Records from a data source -
:::

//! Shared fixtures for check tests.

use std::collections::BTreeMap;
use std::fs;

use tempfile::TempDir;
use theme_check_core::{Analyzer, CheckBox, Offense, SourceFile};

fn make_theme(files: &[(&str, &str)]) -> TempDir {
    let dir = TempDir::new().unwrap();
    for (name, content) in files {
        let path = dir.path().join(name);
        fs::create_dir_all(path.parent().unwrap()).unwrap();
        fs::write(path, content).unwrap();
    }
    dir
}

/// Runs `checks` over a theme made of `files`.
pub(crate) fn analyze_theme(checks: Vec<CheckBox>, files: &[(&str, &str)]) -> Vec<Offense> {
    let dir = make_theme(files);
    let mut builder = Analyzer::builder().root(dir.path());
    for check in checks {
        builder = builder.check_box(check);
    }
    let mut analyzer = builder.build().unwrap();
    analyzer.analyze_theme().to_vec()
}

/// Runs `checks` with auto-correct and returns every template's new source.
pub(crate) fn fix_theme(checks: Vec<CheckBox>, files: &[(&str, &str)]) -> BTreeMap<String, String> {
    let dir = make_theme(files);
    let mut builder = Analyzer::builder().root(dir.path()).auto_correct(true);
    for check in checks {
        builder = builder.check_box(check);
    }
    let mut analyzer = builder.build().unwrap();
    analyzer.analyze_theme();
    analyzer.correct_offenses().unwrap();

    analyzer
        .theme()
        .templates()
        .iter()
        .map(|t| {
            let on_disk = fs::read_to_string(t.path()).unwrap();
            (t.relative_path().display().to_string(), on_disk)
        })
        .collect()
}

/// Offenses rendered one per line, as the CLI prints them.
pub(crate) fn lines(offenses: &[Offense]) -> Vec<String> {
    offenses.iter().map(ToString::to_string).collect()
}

:::

What you will do - The records above should be transcribed in full, with no differences.

Answer to the exercise -
//! Shared fixtures for check tests.

use std::collections::BTreeMap;
use std::fs;

use tempfile::TempDir;
use theme_check_core::{Analyzer, CheckBox, Offense, SourceFile};

fn make_theme(files: &[(&str, &str)]) -> TempDir {
    let dir = TempDir::new().unwrap();
    for (name, content) in files {
        let path = dir.path().join(name);
        fs::create_dir_all(path.parent().unwrap()).unwrap();
        fs::write(path, content).unwrap();
    }
    dir
}

/// Runs `checks` over a theme made of `files`.
pub(crate) fn analyze_theme(checks: Vec<CheckBox>, files: &[(&str, &str)]) -> Vec<Offense> {
    let dir = make_theme(files);
    let mut builder = Analyzer::builder().root(dir.path());
    for check in checks {
        builder = builder.check_box(check);
    }
    let mut analyzer = builder.build().unwrap();
    analyzer.analyze_theme().to_vec()
}

/// Runs `checks` with auto-correct and returns every template's new source.
pub(crate) fn fix_theme(checks: Vec<CheckBox>, files: &[(&str, &str)]) -> BTreeMap<String, String> {
    let dir = make_theme(files);
    let mut builder = Analyzer::builder().root(dir.path()).auto_correct(true);
    for check in checks {
        builder = builder.check_box(check);
    }
    let mut analyzer = builder.build().unwrap();
    analyzer.analyze_theme();
    analyzer.correct_offenses().unwrap();

    analyzer
        .theme()
        .templates()
        .iter()
        .map(|t| {
            let on_disk = fs::read_to_string(t.path()).unwrap();
            (t.relative_path().display().to_string(), on_disk)
        })
        .collect()
}

/// Offenses rendered one per line, as the CLI prints them.
pub(crate) fn lines(offenses: &[Offense]) -> Vec<String> {
    offenses.iter().map(ToString::to_string).collect()
}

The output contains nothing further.